Injuries and fatalities are the variables considerated for this part of the analysis. Tables with summaries are created with this new variables for each event: Num (total number), Fatalities, Injuries, FatalitiesAVG (average number of fatalities), InjuriesAVG, PercWithFatalities (percentage of events with at least one dead) PercWithInjuries (percentage of events with at least one injury).
# table with total injuries and fatalities for event
StormSummary <- stormDP %>% group_by(EVTYPE) %>% summarize(Num=n(),Fatalities=sum(FATALITIES),Fatalities_AVG=round(mean(FATALITIES),2),Injuries=sum(INJURIES),Injuries_AVG=round(mean(INJURIES),2))
# tables with events with at least one injury / death
WithInjuriesTB <- stormDP %>% filter(INJURIES>0) %>% group_by(EVTYPE) %>% summarize(WithInjuries=n())
WithDeadsTB <- stormDP %>% filter(FATALITIES>0) %>% group_by(EVTYPE) %>% summarize(WithDeads=n())
# join with summary table
StormSummary <- left_join(StormSummary,WithInjuriesTB, by="EVTYPE")
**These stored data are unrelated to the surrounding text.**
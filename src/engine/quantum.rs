/*!
 * Quantum Accounting
 * Out-of-quantum events: demotion, win spending, and blocked-winner boosts
 */

use super::SchedEngine;
use crate::core::errors::{SchedError, SchedResult};
use crate::core::types::Endpoint;
use log::debug;

impl SchedEngine {
    /// Handle a quantum-exhaustion notification for one endpoint
    ///
    /// System entities round-robin downward one level until they reach the
    /// baseline. A user entity holding the win returns to baseline and
    /// spends one ticket; a user entity that ran dry anywhere else means
    /// the winner is blocked, so every baseline user gains a ticket. The
    /// updated decision is pushed through the dispatcher and, if that
    /// succeeds, a fresh draw picks the next winner.
    pub fn on_quantum_exhausted(&self, endpoint: Endpoint) -> SchedResult<Option<Endpoint>> {
        let mut table = self.table.write();
        let slot = table
            .lookup(endpoint)
            .ok_or(SchedError::UnknownEndpoint(endpoint))?;
        self.stats.inc_quantum_events();

        let baseline = self.config.baseline_user_level();
        let winner_level = self.config.winner_level();

        let entry = table.get_mut(slot);
        if !entry.is_user() {
            if entry.priority < baseline {
                entry.priority += 1;
                self.stats.inc_demotions();
                debug!(
                    "Endpoint {} demoted to level {} after running dry",
                    endpoint, entry.priority
                );
            }
        } else if entry.priority == winner_level {
            // The won quantum has been spent
            entry.priority = baseline;
            entry.adjust_tickets(-1);
            debug!(
                "Endpoint {} spent its win, back to baseline with {} tickets",
                endpoint, entry.tickets
            );
        } else {
            // A user ran dry without holding the win: the winner is blocked,
            // reward everyone still waiting at baseline
            let mut boosted = 0;
            for slot in 0..table.capacity() {
                let entry = table.get_mut(slot);
                if entry.is_eligible(baseline) {
                    entry.adjust_tickets(1);
                    boosted += 1;
                }
            }
            self.stats.add_ticket_boosts(boosted);
            debug!(
                "Endpoint {} ran dry below the win; boosted {} baseline entries",
                endpoint, boosted
            );
        }

        self.dispatch_slot(&table, slot)?;
        self.run_lottery_locked(&mut table)
    }
}
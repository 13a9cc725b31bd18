/*!
 * Core Module
 * Fundamental engine types, errors, and configuration
 */

pub mod config;
pub mod errors;
pub mod serde;
pub mod types;

// Re-export for convenience
pub use config::{SchedConfig, TICKET_MAX, TICKET_MIN};
pub use errors::{SchedError, SchedResult};
pub use types::{Endpoint, QueueLevel, Slot};
/*!
 * schedd - Main Entry Point
 *
 * Scheduling policy daemon that drives the hybrid priority/lottery engine
 * against a synthetic workload:
 * - admits a small system + user population
 * - feeds quantum-exhaustion events on a timer
 * - rebalances queues in the background
 */

use schedd::{
    init_tracing, BalanceClock, EntropyRng, LoggingDispatcher, SchedConfig, SchedEngine,
    StartMode, StartRequest,
};
use std::error::Error;
use std::sync::Arc;
use std::time::Duration;
use tracing::info;

#[tokio::main]
async fn main() -> Result<(), Box<dyn Error>> {
    // Initialize structured tracing
    init_tracing();

    info!("schedd starting...");
    info!("================================================");

    let config = SchedConfig::from_env();
    info!(
        queue_count = config.queue_count,
        baseline_level = config.baseline_user_level(),
        winner_level = config.winner_level(),
        user_quantum_ms = config.user_quantum.as_millis() as u64,
        rebalance_secs = config.rebalance_period.as_secs(),
        table_capacity = config.table_capacity,
        "Configuration loaded"
    );

    let quantum = config.user_quantum;
    let engine = SchedEngine::builder()
        .with_config(config.clone())
        .with_dispatcher(Arc::new(LoggingDispatcher))
        .with_random(Box::new(EntropyRng::new()))
        .build();

    info!("Admitting synthetic workload...");

    // Root system entity the user population inherits from
    engine.start_scheduling(StartRequest {
        endpoint: 1,
        ceiling: 2,
        mode: StartMode::Explicit {
            quantum: Duration::from_millis(50),
        },
    })?;

    for endpoint in 10..14 {
        engine.start_scheduling(StartRequest {
            endpoint,
            ceiling: config.baseline_user_level(),
            mode: StartMode::Inherit { parent: 1 },
        })?;
    }

    // Skew the odds so the draws have something to show
    engine.adjust_tickets(10, 40)?;
    engine.adjust_tickets(11, -10)?;

    let clock = BalanceClock::spawn(engine.clone());

    // Seed the first win
    engine.run_lottery()?;

    info!("Entering event loop - press Ctrl+C to exit");

    let mut tick = tokio::time::interval(quantum);
    let mut events: u64 = 0;

    loop {
        tokio::select! {
            _ = tick.tick() => {
                events += 1;

                // Most quanta the winner runs dry; every few events a
                // baseline entry runs dry instead, exercising the
                // blocked-winner boost path
                let exhausted = if events % 5 == 0 {
                    engine
                        .all_proc_stats()
                        .iter()
                        .find(|p| p.is_user && !p.is_winner)
                        .map(|p| p.endpoint)
                } else {
                    engine.current_winner()
                };

                if let Some(endpoint) = exhausted {
                    match engine.on_quantum_exhausted(endpoint) {
                        Ok(Some(next)) => info!(
                            "Endpoint {} ran out of quantum; endpoint {} takes the win",
                            endpoint, next
                        ),
                        Ok(None) => info!(
                            "Endpoint {} ran out of quantum; no eligible entries",
                            endpoint
                        ),
                        Err(e) => tracing::warn!(error = %e, "Quantum event failed"),
                    }
                }
            }

            _ = tokio::signal::ctrl_c() => {
                info!("Ctrl+C received, shutting down");
                break;
            }
        }
    }

    clock.shutdown().await;

    let stats = engine.stats();
    println!("{}", serde_json::to_string_pretty(&stats)?);

    Ok(())
}
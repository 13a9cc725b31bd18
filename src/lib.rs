/*!
 * schedd Library
 * Hybrid static-priority / lottery scheduling engine exposed as a library
 */

pub mod core;
pub mod dispatch;
pub mod engine;
pub mod random;
pub mod registry;
pub mod telemetry;

// Re-exports
pub use crate::core::{
    Endpoint, QueueLevel, SchedConfig, SchedError, SchedResult, Slot, TICKET_MAX, TICKET_MIN,
};
pub use dispatch::{DispatchError, Dispatcher, LoggingDispatcher};
pub use engine::{
    AtomicEngineStats, BalanceClock, ClockCommand, EngineStats, ProcStats, SchedEngine,
    SchedEngineBuilder, StartMode, StartRequest,
};
pub use random::{EntropyRng, RandomSource};
pub use registry::{ProcEntry, ProcessTable, SchedFlags};
pub use telemetry::init_tracing;
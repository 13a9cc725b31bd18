/*!
 * Scheduling Engine
 * Hybrid static-priority / lottery scheduling over a fixed process table
 */

use crate::core::config::SchedConfig;
use crate::core::errors::{SchedError, SchedResult};
use crate::core::types::{Endpoint, QueueLevel, Slot};
use crate::dispatch::{Dispatcher, LoggingDispatcher};
use crate::random::{EntropyRng, RandomSource};
use crate::registry::ProcessTable;
use log::info;
use parking_lot::{Mutex, RwLock};
use std::sync::Arc;

mod admission;
mod balance;
mod clock;
mod lottery;
mod quantum;
mod stats;

pub use admission::{StartMode, StartRequest};
pub use clock::{BalanceClock, ClockCommand};
pub use stats::{AtomicEngineStats, EngineStats, ProcStats};

/// Scheduling policy engine
///
/// Owns the process table, the lottery RNG, the dispatcher handle, and the
/// statistics. Request handling and the rebalance timer both serialize
/// through the table lock, held for the whole of each operation including
/// the in-operation lottery draw and the dispatcher pushes.
pub struct SchedEngine {
    config: SchedConfig,
    table: Arc<RwLock<ProcessTable>>,
    // Locked only while the table guard is held; lock order is table, rng
    rng: Arc<Mutex<Box<dyn RandomSource>>>,
    dispatcher: Arc<dyn Dispatcher>,
    stats: Arc<AtomicEngineStats>,
}

impl SchedEngine {
    /// Create an engine with the default dispatcher and RNG
    pub fn new(config: SchedConfig) -> Self {
        Self::builder().with_config(config).build()
    }

    pub fn builder() -> SchedEngineBuilder {
        SchedEngineBuilder::new()
    }

    pub fn config(&self) -> &SchedConfig {
        &self.config
    }

    /// Get statistics snapshot
    pub fn stats(&self) -> EngineStats {
        self.stats.snapshot()
    }

    /// Number of scheduled entities
    pub fn len(&self) -> usize {
        self.table.read().len()
    }

    pub fn is_empty(&self) -> bool {
        self.table.read().is_empty()
    }

    /// First winner-level entry in slot order, if any currently holds
    /// the win
    pub fn current_winner(&self) -> Option<Endpoint> {
        let winner_level = self.config.winner_level();
        self.table
            .read()
            .iter_in_use()
            .find(|(_, e)| e.holds_win(winner_level))
            .map(|(_, e)| e.endpoint)
    }

    /// Get per-endpoint scheduling view
    pub fn proc_stats(&self, endpoint: Endpoint) -> Option<ProcStats> {
        let table = self.table.read();
        let slot = table.lookup(endpoint)?;
        Some(self.snapshot_slot(&table, slot))
    }

    /// Get scheduling views for every in-use endpoint, in slot order
    pub fn all_proc_stats(&self) -> Vec<ProcStats> {
        let table = self.table.read();
        table
            .iter_in_use()
            .map(|(slot, _)| self.snapshot_slot(&table, slot))
            .collect()
    }

    fn snapshot_slot(&self, table: &ProcessTable, slot: Slot) -> ProcStats {
        let entry = table.get(slot);
        ProcStats {
            endpoint: entry.endpoint,
            priority: entry.priority,
            max_priority: entry.max_priority,
            time_slice_micros: entry.time_slice.as_micros() as u64,
            tickets: entry.tickets,
            is_user: entry.is_user(),
            is_winner: entry.holds_win(self.config.winner_level()),
        }
    }

    /// Reject levels outside the queue range or on the reserved winner level
    fn validate_level(&self, level: QueueLevel) -> SchedResult<()> {
        if level >= self.config.queue_count {
            return Err(SchedError::InvalidCeiling {
                requested: level,
                queue_count: self.config.queue_count,
            });
        }
        if level == self.config.winner_level() {
            return Err(SchedError::ReservedLevel(level));
        }
        Ok(())
    }

    /// Push one slot's current decision through the dispatcher
    fn dispatch_slot(&self, table: &ProcessTable, slot: Slot) -> SchedResult<()> {
        let entry = table.get(slot);
        self.dispatcher
            .apply(entry.endpoint, entry.priority, entry.time_slice)
            .map_err(|source| SchedError::DispatcherFailure {
                endpoint: entry.endpoint,
                source,
            })
    }
}

impl Clone for SchedEngine {
    fn clone(&self) -> Self {
        Self {
            config: self.config.clone(),
            table: Arc::clone(&self.table),
            rng: Arc::clone(&self.rng),
            dispatcher: Arc::clone(&self.dispatcher),
            stats: Arc::clone(&self.stats),
        }
    }
}

impl Default for SchedEngine {
    fn default() -> Self {
        Self::new(SchedConfig::default())
    }
}

/// Builder for [`SchedEngine`]
pub struct SchedEngineBuilder {
    config: SchedConfig,
    dispatcher: Option<Arc<dyn Dispatcher>>,
    random: Option<Box<dyn RandomSource>>,
}

impl SchedEngineBuilder {
    pub fn new() -> Self {
        Self {
            config: SchedConfig::default(),
            dispatcher: None,
            random: None,
        }
    }

    pub fn with_config(mut self, config: SchedConfig) -> Self {
        self.config = config;
        self
    }

    pub fn with_dispatcher(mut self, dispatcher: Arc<dyn Dispatcher>) -> Self {
        self.dispatcher = Some(dispatcher);
        self
    }

    pub fn with_random(mut self, random: Box<dyn RandomSource>) -> Self {
        self.random = Some(random);
        self
    }

    pub fn build(self) -> SchedEngine {
        let config = self.config.sanitized();

        info!(
            "Scheduling engine initialized: {} queues (baseline {}, winner {}), {:?} user quantum, {} slots",
            config.queue_count,
            config.baseline_user_level(),
            config.winner_level(),
            config.user_quantum,
            config.table_capacity
        );

        SchedEngine {
            table: Arc::new(RwLock::new(ProcessTable::new(config.table_capacity))),
            rng: Arc::new(Mutex::new(
                self.random.unwrap_or_else(|| Box::new(EntropyRng::new())),
            )),
            dispatcher: self
                .dispatcher
                .unwrap_or_else(|| Arc::new(LoggingDispatcher)),
            stats: Arc::new(AtomicEngineStats::new()),
            config,
        }
    }
}

impl Default for SchedEngineBuilder {
    fn default() -> Self {
        Self::new()
    }
}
StormSummary <- left_join(StormSummary,WithDeadsTB, by="EVTYPE")
# percentage with at least one injury / fatality
StormSummary <- mutate(StormSummary, Perc_with_Injuries=round(WithInjuries/Num*100,2))
StormSummary <- mutate(StormSummary, Perc_with_Fatalities=round(WithDeads/Num*100,2))
# final summary table for the analysis
StormSummary2 <- StormSummary %>% select(EVTYPE,Num,Fatalities,Fatalities_AVG,Perc_with_Fatalities,Injuries,Injuries_AVG,Perc_with_Injuries) %>% arrange(desc(Num))
1.3 Table summary for find the events that have the greatest economic consequences.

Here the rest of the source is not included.